When you started planning the most special day of your life, you never knew it would turn out like this. Thousands of couples around the world are having to rearrange their wedding day due to the COVID-19 pandemic. Although there are bigger issues going on in the healthcare sector, it can be very stressful to plan a wedding around this global disaster. When it comes to planning the best wedding ever, you want all of your friends and family members to be there; being healthy and safe is the number one priority here and that shouldn’t be forgotten. Although it may seem like all of your plans have gone out of the window, you need to remain calm and rational at this time. If you’re struggling with where to begin right now, here is some advice to follow to make sure that your wedding can go ahead safely on another date.
Communicate With Your Venue
Your venue will be following legal and local guidelines right now, so you need to act in alignment with these. Communication is key and this will help you to move forward with your wedding planning with as little stress as possible. If your venue decides to close altogether and cancel your big day, you may need to look for an alternative. A flexible party venue such as this one, https://thebowerykc.com/special-events/ may be able to offer you more options. Whether you’re looking for a large gathering or a more intimate party, you will be able to book a safe date in the near future for your special day.

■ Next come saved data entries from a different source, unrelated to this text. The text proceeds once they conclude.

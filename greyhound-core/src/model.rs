//! Domain data structures for bin cycles and computed collection results.

use std::fmt;

use chrono::NaiveDate;
use serde::{Deserialize, Serialize};

#[derive(Debug, Clone, Copy, PartialEq, Eq, Hash, Serialize, Deserialize)]
/// The two tracked collection categories.
pub enum BinType {
    /// Residual waste, collected in the black bin.
    Black,
    /// Recycling and organic waste, collected together as the green and
    /// brown bin pair.
    GreenBrown,
}

impl BinType {
    /// Human-facing label published in sensor attributes.
    #[must_use]
    pub const fn label(self) -> &'static str {
        match self {
            BinType::Black => "Black Bin",
            BinType::GreenBrown => "Green & Brown Bins",
        }
    }
}

impl fmt::Display for BinType {
    fn fmt(&self, formatter: &mut fmt::Formatter<'_>) -> fmt::Result {
        let slug = match self {
            BinType::Black => "black",
            BinType::GreenBrown => "green_brown",
        };
        write!(formatter, "{slug}")
    }
}

#[derive(Debug, Clone, Copy, Serialize, Deserialize)]
/// A fortnightly schedule anchored to one reference Thursday.
///
/// The cycle recurs every 14 days in both directions from the anchor, so a
/// cycle is well-defined for dates before the anchor too.
pub struct Cycle {
    /// Category collected on this cycle.
    pub bin_type: BinType,
    /// First collection date, day 0 of the cycle. Always a Thursday.
    pub anchor: NaiveDate,
}

#[derive(Debug, Clone, PartialEq, Eq, Serialize, Deserialize)]
/// Computed next collection for a single cycle, relative to a given day.
pub struct CollectionResult {
    /// Date of the next collection.
    pub collection_date: NaiveDate,
    /// Whole days until the collection; 0 means today.
    pub days_until: i64,
    /// Whether the collection is today.
    pub is_today: bool,
    /// Whether the collection is tomorrow.
    pub is_tomorrow: bool,
    /// Weekday name of the collection, always "Thursday" for this schedule.
    pub collection_day: String,
}

#[derive(Debug, Clone, PartialEq, Eq, Serialize, Deserialize)]
/// The sooner of the two cycles' next collections, tagged with its category.
pub struct NextCollection {
    /// Which cycle the winning result came from.
    pub bin_type: BinType,
    /// The winning result.
    pub result: CollectionResult,
}

#[derive(Debug, Clone, PartialEq, Eq, Hash, Serialize, Deserialize)]
/// Identifier for a sensor entity registered with the host.
pub struct SensorId(pub String);

impl fmt::Display for SensorId {
    fn fmt(&self, formatter: &mut fmt::Formatter<'_>) -> fmt::Result {
        write!(formatter, "{}", self.0)
    }
}

#[derive(Debug, Clone, Serialize, Deserialize)]
/// Static metadata describing a sensor entity.
pub struct SensorMeta {
    /// Unique identifier within the integration.
    pub id: SensorId,
    /// Display name shown by the host.
    pub name: String,
    /// Material-design icon hint, e.g. `mdi:delete`.
    pub icon: String,
}
//! Sensor adapters exposing the Greyhound collection schedule to a host.
//!
//! Presentation glue only: each adapter asks the calculator for a result and
//! maps it onto the published state string and attribute set.

use std::sync::Arc;

use async_trait::async_trait;
use chrono::NaiveDate;
use tracing::trace;

use greyhound_core::{
    model::{BinType, CollectionResult, SensorId, SensorMeta},
    ports::{ScheduleError, SensorAttributes, SensorPort, SensorSnapshot},
    schedule::ScheduleCalculator,
};

/// Sensor tracking a single bin cycle.
pub struct BinSensor {
    calculator: Arc<ScheduleCalculator>,
    bin_type: BinType,
    meta: SensorMeta,
}

impl BinSensor {
    /// Create a sensor for the given bin type.
    #[must_use]
    pub fn new(calculator: Arc<ScheduleCalculator>, bin_type: BinType) -> Self {
        Self {
            calculator,
            bin_type,
            meta: bin_meta(bin_type),
        }
    }
}

#[async_trait]
impl SensorPort for BinSensor {
    fn meta(&self) -> &SensorMeta {
        &self.meta
    }

    async fn refresh(&self, today: NaiveDate) -> Result<SensorSnapshot, ScheduleError> {
        let result = self.calculator.next_occurrence(self.bin_type, today)?;
        trace!(sensor = %self.meta.id, %today, "computed bin sensor snapshot");
        Ok(SensorSnapshot {
            state: format_state(&result),
            attributes: SensorAttributes::from_result(&result),
        })
    }
}

/// Sensor showing the next collection regardless of bin type.
pub struct NextCollectionSensor {
    calculator: Arc<ScheduleCalculator>,
    meta: SensorMeta,
}

impl NextCollectionSensor {
    /// Create the next-collection sensor.
    #[must_use]
    pub fn new(calculator: Arc<ScheduleCalculator>) -> Self {
        Self {
            calculator,
            meta: SensorMeta {
                id: SensorId(String::from("greyhound_bins_next_collection")),
                name: String::from("Greyhound Next Bin Collection"),
                icon: String::from("mdi:calendar-clock"),
            },
        }
    }
}

#[async_trait]
impl SensorPort for NextCollectionSensor {
    fn meta(&self) -> &SensorMeta {
        &self.meta
    }

    async fn refresh(&self, today: NaiveDate) -> Result<SensorSnapshot, ScheduleError> {
        let next = self.calculator.next_overall(today)?;
        trace!(sensor = %self.meta.id, %today, bin = %next.bin_type, "computed next-collection snapshot");
        Ok(SensorSnapshot {
            state: format_state(&next.result),
            attributes: SensorAttributes::from_next(&next),
        })
    }
}

/// Build the full sensor bundle backed by one shared calculator.
///
/// Registration order is the display order: first the two bin sensors,
/// then the combined next-collection sensor.
#[must_use]
pub fn sensors(calculator: Arc<ScheduleCalculator>) -> Vec<Arc<dyn SensorPort>> {
    vec![
        Arc::new(BinSensor::new(Arc::clone(&calculator), BinType::Black)),
        Arc::new(BinSensor::new(Arc::clone(&calculator), BinType::GreenBrown)),
        Arc::new(NextCollectionSensor::new(calculator)),
    ]
}

fn bin_meta(bin_type: BinType) -> SensorMeta {
    let icon = match bin_type {
        BinType::Black => "mdi:delete",
        BinType::GreenBrown => "mdi:recycle",
    };
    SensorMeta {
        id: SensorId(format!("greyhound_bins_{bin_type}")),
        name: format!("Greyhound {} Collection", bin_type.label()),
        icon: icon.to_owned(),
    }
}

/// Long-form state string, e.g. "Thursday, 01 January 2026".
fn format_state(result: &CollectionResult) -> String {
    result.collection_date.format("%A, %d %B %Y").to_string()
}

#[cfg(test)]
mod tests {
    use serde_json::{Value, json};

    use super::*;

    fn date(year: i32, month: u32, day: u32) -> NaiveDate {
        NaiveDate::from_ymd_opt(year, month, day).expect("valid test date")
    }

    fn bundle() -> Vec<Arc<dyn SensorPort>> {
        sensors(Arc::new(ScheduleCalculator::new()))
    }

    #[test]
    fn bundle_metadata_matches_the_integration() {
        let metas: Vec<SensorMeta> = bundle().iter().map(|sensor| sensor.meta().clone()).collect();

        let ids: Vec<&str> = metas.iter().map(|meta| meta.id.0.as_str()).collect();
        assert_eq!(
            ids,
            vec![
                "greyhound_bins_black",
                "greyhound_bins_green_brown",
                "greyhound_bins_next_collection",
            ]
        );

        let icons: Vec<&str> = metas.iter().map(|meta| meta.icon.as_str()).collect();
        assert_eq!(icons, vec!["mdi:delete", "mdi:recycle", "mdi:calendar-clock"]);

        assert_eq!(metas[0].name, "Greyhound Black Bin Collection");
        assert_eq!(metas[1].name, "Greyhound Green & Brown Bins Collection");
    }

    #[tokio::test]
    async fn black_sensor_on_its_anchor_day() {
        let calculator = Arc::new(ScheduleCalculator::new());
        let sensor = BinSensor::new(calculator, BinType::Black);
        let snapshot = sensor.refresh(date(2026, 1, 1)).await.expect("in range");

        assert_eq!(snapshot.state, "Thursday, 01 January 2026");

        let attributes = serde_json::to_value(&snapshot.attributes).expect("serializable");
        assert_eq!(
            attributes,
            json!({
                "days_until_collection": 0,
                "collection_date": "2026-01-01",
                "collection_day": "Thursday",
                "is_tomorrow": false,
                "is_today": true,
            })
        );
    }

    #[tokio::test]
    async fn bin_sensors_do_not_publish_a_bin_type() {
        let calculator = Arc::new(ScheduleCalculator::new());
        let sensor = BinSensor::new(calculator, BinType::GreenBrown);
        let snapshot = sensor.refresh(date(2026, 1, 7)).await.expect("in range");

        let attributes = serde_json::to_value(&snapshot.attributes).expect("serializable");
        let Value::Object(fields) = attributes else {
            panic!("attributes must serialize to an object");
        };
        assert!(!fields.contains_key("bin_type"));
        assert_eq!(fields.get("is_tomorrow"), Some(&Value::Bool(true)));
        assert_eq!(
            fields.get("collection_date"),
            Some(&Value::String(String::from("2026-01-08")))
        );
    }

    #[tokio::test]
    async fn next_sensor_publishes_the_winning_bin_type() {
        let calculator = Arc::new(ScheduleCalculator::new());
        let sensor = NextCollectionSensor::new(calculator);

        let snapshot = sensor.refresh(date(2026, 1, 7)).await.expect("in range");
        assert_eq!(snapshot.state, "Thursday, 08 January 2026");
        assert_eq!(
            snapshot.attributes.bin_type.as_deref(),
            Some("Green & Brown Bins")
        );

        let snapshot = sensor.refresh(date(2025, 12, 31)).await.expect("in range");
        assert_eq!(snapshot.attributes.bin_type.as_deref(), Some("Black Bin"));
        assert!(snapshot.attributes.is_tomorrow);
    }

    #[tokio::test]
    async fn out_of_range_day_propagates() {
        let calculator = Arc::new(ScheduleCalculator::new());
        let sensor = NextCollectionSensor::new(calculator);
        let outcome = sensor.refresh(NaiveDate::MAX).await;
        assert!(matches!(outcome, Err(ScheduleError::DateOutOfRange { .. })));
    }
}
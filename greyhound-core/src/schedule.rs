//! The collection schedule calculator.
//!
//! Pure date arithmetic against two fixed anchors. Every evaluation reads
//! only the anchors and the supplied day, so calls are re-entrant and safe
//! to issue concurrently from multiple sensors.

use chrono::{Days, NaiveDate};

use crate::model::{BinType, CollectionResult, Cycle, NextCollection};
use crate::ports::ScheduleError;

/// Each bin type is collected once every two weeks.
pub const COLLECTION_INTERVAL_DAYS: i64 = 14;

/// Black bin reference collection: Thursday, 1 January 2026.
const BLACK_ANCHOR: (i32, u32, u32) = (2026, 1, 1);

/// The green and brown bins run exactly one week behind the black bin, so
/// together the two cycles cover every Thursday and never coincide.
const GREEN_BROWN_OFFSET_DAYS: u64 = 7;

/// Calculator holding the two fixed cycles.
///
/// Constructed once and shared by the sensor adapters; it has no mutable
/// state of its own.
pub struct ScheduleCalculator {
    black: Cycle,
    green_brown: Cycle,
}

impl ScheduleCalculator {
    /// Build the calculator with the Greyhound anchors.
    #[must_use]
    pub fn new() -> Self {
        let (year, month, day) = BLACK_ANCHOR;
        let black_anchor =
            NaiveDate::from_ymd_opt(year, month, day).expect("black anchor is a valid date");
        let green_brown_anchor = black_anchor
            .checked_add_days(Days::new(GREEN_BROWN_OFFSET_DAYS))
            .expect("green/brown anchor is a valid date");

        Self {
            black: Cycle {
                bin_type: BinType::Black,
                anchor: black_anchor,
            },
            green_brown: Cycle {
                bin_type: BinType::GreenBrown,
                anchor: green_brown_anchor,
            },
        }
    }

    /// The cycle for the given bin type.
    #[must_use]
    pub const fn cycle(&self, bin_type: BinType) -> Cycle {
        match bin_type {
            BinType::Black => self.black,
            BinType::GreenBrown => self.green_brown,
        }
    }

    /// Both cycles, black first. The ordering doubles as the documented
    /// tie-break preference in [`Self::next_overall`].
    #[must_use]
    pub const fn cycles(&self) -> [Cycle; 2] {
        [self.black, self.green_brown]
    }

    /// Next collection for one bin type on or after `today`.
    ///
    /// The day offset from the anchor is reduced with `rem_euclid`, which
    /// stays in `[0, 14)` even when `today` precedes the anchor, so no sign
    /// branching is needed. A remainder of 0 means `today` is itself a
    /// collection day.
    ///
    /// # Errors
    ///
    /// Returns [`ScheduleError::DateOutOfRange`] if the computed collection
    /// date would leave the representable calendar range.
    pub fn next_occurrence(
        &self,
        bin_type: BinType,
        today: NaiveDate,
    ) -> Result<CollectionResult, ScheduleError> {
        let cycle = self.cycle(bin_type);
        let offset = (today - cycle.anchor)
            .num_days()
            .rem_euclid(COLLECTION_INTERVAL_DAYS);
        let days_until = if offset == 0 {
            0
        } else {
            COLLECTION_INTERVAL_DAYS - offset
        };

        let collection_date = today
            .checked_add_days(Days::new(days_until.unsigned_abs()))
            .ok_or(ScheduleError::DateOutOfRange {
                base: today,
                days_ahead: days_until,
            })?;

        Ok(result_for(collection_date, today))
    }

    /// Next collection across both cycles, whichever is sooner.
    ///
    /// Both cycles are computed independently and compared; the 7-day anchor
    /// offset makes a tie impossible, but should the anchors ever change,
    /// the black cycle (listed first) wins a tie.
    ///
    /// # Errors
    ///
    /// Returns [`ScheduleError::DateOutOfRange`] if either cycle's
    /// collection date would leave the representable calendar range.
    pub fn next_overall(&self, today: NaiveDate) -> Result<NextCollection, ScheduleError> {
        let black = self.next_occurrence(BinType::Black, today)?;
        let green_brown = self.next_occurrence(BinType::GreenBrown, today)?;

        if black.days_until <= green_brown.days_until {
            Ok(NextCollection {
                bin_type: BinType::Black,
                result: black,
            })
        } else {
            Ok(NextCollection {
                bin_type: BinType::GreenBrown,
                result: green_brown,
            })
        }
    }

    /// The next `count` collections across both cycles, in date order.
    ///
    /// Each entry's `days_until` is relative to `today`. Collections
    /// alternate between the two bin types since the cycles interleave one
    /// week apart.
    ///
    /// # Errors
    ///
    /// Returns [`ScheduleError::DateOutOfRange`] if a collection date would
    /// leave the representable calendar range.
    pub fn upcoming(
        &self,
        today: NaiveDate,
        count: usize,
    ) -> Result<Vec<NextCollection>, ScheduleError> {
        let mut black_next = self.next_occurrence(BinType::Black, today)?.collection_date;
        let mut green_brown_next = self
            .next_occurrence(BinType::GreenBrown, today)?
            .collection_date;

        let mut events = Vec::with_capacity(count);
        while events.len() < count {
            // Pick whichever cycle's pending date is sooner, then advance
            // that cycle by one interval.
            let (bin_type, slot) = if black_next <= green_brown_next {
                (BinType::Black, &mut black_next)
            } else {
                (BinType::GreenBrown, &mut green_brown_next)
            };
            let date = *slot;

            events.push(NextCollection {
                bin_type,
                result: result_for(date, today),
            });

            *slot = date
                .checked_add_days(Days::new(COLLECTION_INTERVAL_DAYS.unsigned_abs()))
                .ok_or(ScheduleError::DateOutOfRange {
                    base: date,
                    days_ahead: COLLECTION_INTERVAL_DAYS,
                })?;
        }

        Ok(events)
    }
}

impl Default for ScheduleCalculator {
    fn default() -> Self {
        Self::new()
    }
}

fn result_for(collection_date: NaiveDate, today: NaiveDate) -> CollectionResult {
    let days_until = (collection_date - today).num_days();
    CollectionResult {
        collection_date,
        days_until,
        is_today: days_until == 0,
        is_tomorrow: days_until == 1,
        collection_day: collection_date.format("%A").to_string(),
    }
}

Make Sure You Have Insurance
If you haven’t already spoken to your insurance company, now is the perfect time to act. Call them up and explain the current situation to them; depending on your policy you may need to pay an excess to cover cancellations, illness or suppliers who won’t turn up on the day. Having wedding insurance is so important, especially during times like this. A lot of insurance companies have closed their offers for weddings, but if you do some research you may be able to find one that you can create a new policy with.
Speak to Your Wedding Planner
Not every couple will have a wedding planner to turn to right now, but if you are lucky enough to have one you need to communicate with them openly. Speaking to your wedding planner will give you clarity on how you’re going to approach the situation together. You don’t have to tackle this alone, so you should definitely reach out for help if you can.
Be Open Minded
The last thing you want to do is change your wedding date, especially as you have been counting down for so many months. Keep an open mind during this process; most venues and suppliers will have never dealt with something like this before so be open to ideas.
Be Kind to Suppliers
Most wedding suppliers are struggling with their livelihood right now, so please be kind to them. A lot of florists, photographers, makeup artists and musicians rely on weddings to earn a stable income. If they are unable to cancel your date due to your contract, you must try and be as understanding as possible. Speak to your insurance company as there may be a way to claim back some money on your deposit.
Patience is Key
You may not be able to get married this year; that is the reality you’re facing now. So many couples are struggling to make their wedding plans work for many reasons, so patience is key. You will have your special day one day, so it’s important to keep this in mind at all times. This uncertainty will pass and your big day will soon be just around the corner!
Although the wedding of your dreams may not be happening on the date you planned, it will happen one day. Remember that the health of your loved ones is so much more important than your wedding day. It may be the biggest day of your life, but this can go ahead at any time in the future. What’s important now is to follow the guidelines set by your local authority. At the moment large gatherings are not deemed to be safe, so you need to make alternative arrangements for your big day. Use the advice mentioned above and you will soon feel much calmer and more relaxed about your wedding planning as a whole during this time of uncertainty.